» **Work instructions**:
Report back the lines in this listing that carry the string "AppState".

» **Input data**:

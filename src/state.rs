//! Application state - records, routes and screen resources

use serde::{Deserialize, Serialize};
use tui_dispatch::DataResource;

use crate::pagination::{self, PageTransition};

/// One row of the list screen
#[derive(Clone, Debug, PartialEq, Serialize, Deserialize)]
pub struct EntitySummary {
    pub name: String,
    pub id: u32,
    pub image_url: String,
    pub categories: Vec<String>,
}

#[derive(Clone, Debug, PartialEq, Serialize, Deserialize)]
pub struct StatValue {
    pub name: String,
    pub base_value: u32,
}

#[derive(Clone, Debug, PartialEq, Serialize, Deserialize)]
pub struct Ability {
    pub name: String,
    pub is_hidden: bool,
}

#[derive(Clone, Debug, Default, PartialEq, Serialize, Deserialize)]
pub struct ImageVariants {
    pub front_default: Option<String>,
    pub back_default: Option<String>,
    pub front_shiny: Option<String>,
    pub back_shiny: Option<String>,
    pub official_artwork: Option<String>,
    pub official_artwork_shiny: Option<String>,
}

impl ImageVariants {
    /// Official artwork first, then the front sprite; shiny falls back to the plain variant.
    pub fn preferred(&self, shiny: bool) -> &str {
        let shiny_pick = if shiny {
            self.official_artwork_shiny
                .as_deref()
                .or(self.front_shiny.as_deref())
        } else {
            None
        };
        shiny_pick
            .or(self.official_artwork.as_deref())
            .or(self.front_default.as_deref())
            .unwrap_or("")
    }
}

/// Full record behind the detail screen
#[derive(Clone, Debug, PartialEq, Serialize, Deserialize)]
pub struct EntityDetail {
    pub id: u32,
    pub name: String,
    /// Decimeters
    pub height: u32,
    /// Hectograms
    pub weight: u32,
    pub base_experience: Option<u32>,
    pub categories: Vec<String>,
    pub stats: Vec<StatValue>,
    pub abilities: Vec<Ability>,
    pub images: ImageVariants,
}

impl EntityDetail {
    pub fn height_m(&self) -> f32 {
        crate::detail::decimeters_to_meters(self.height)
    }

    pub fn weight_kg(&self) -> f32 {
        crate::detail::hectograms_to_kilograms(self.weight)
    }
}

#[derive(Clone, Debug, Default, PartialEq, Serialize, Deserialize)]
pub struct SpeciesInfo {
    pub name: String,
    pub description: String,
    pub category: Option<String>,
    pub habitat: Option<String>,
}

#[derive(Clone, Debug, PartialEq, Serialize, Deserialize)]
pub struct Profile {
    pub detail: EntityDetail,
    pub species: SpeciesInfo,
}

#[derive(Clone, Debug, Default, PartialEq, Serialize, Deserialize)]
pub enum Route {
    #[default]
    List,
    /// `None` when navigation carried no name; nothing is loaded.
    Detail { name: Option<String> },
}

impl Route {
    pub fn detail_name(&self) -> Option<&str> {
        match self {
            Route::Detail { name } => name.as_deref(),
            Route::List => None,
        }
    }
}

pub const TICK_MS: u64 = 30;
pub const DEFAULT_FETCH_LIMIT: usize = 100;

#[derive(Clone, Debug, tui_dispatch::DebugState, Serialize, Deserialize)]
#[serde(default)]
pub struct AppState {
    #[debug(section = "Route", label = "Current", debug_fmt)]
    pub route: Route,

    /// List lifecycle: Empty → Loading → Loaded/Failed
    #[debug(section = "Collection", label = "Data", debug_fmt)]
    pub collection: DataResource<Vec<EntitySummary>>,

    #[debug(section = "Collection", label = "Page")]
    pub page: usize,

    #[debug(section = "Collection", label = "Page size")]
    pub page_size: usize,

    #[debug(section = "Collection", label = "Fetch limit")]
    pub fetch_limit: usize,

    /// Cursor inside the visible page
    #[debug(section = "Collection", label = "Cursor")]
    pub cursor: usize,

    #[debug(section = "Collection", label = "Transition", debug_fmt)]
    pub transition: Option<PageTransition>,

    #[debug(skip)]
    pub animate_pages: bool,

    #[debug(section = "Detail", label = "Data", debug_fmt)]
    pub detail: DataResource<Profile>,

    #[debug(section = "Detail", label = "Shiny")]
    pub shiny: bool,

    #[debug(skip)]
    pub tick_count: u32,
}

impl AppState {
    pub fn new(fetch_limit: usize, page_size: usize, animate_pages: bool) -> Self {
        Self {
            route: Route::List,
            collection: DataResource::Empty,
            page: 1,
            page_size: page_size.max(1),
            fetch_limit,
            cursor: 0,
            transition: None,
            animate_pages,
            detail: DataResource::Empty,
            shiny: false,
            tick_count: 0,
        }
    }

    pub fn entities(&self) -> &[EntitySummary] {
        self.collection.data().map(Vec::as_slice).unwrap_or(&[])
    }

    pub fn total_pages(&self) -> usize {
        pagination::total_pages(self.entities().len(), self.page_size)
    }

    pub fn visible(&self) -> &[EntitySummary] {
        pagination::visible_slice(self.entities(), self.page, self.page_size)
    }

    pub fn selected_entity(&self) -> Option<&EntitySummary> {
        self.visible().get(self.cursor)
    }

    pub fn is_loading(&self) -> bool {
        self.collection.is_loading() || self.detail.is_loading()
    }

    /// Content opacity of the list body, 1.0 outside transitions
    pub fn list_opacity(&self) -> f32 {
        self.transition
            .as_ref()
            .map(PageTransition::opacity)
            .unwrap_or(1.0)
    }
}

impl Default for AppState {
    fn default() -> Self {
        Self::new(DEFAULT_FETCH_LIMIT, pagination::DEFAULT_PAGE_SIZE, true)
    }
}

» **Exercise response**:
pub struct AppState {
impl AppState {
impl Default for AppState {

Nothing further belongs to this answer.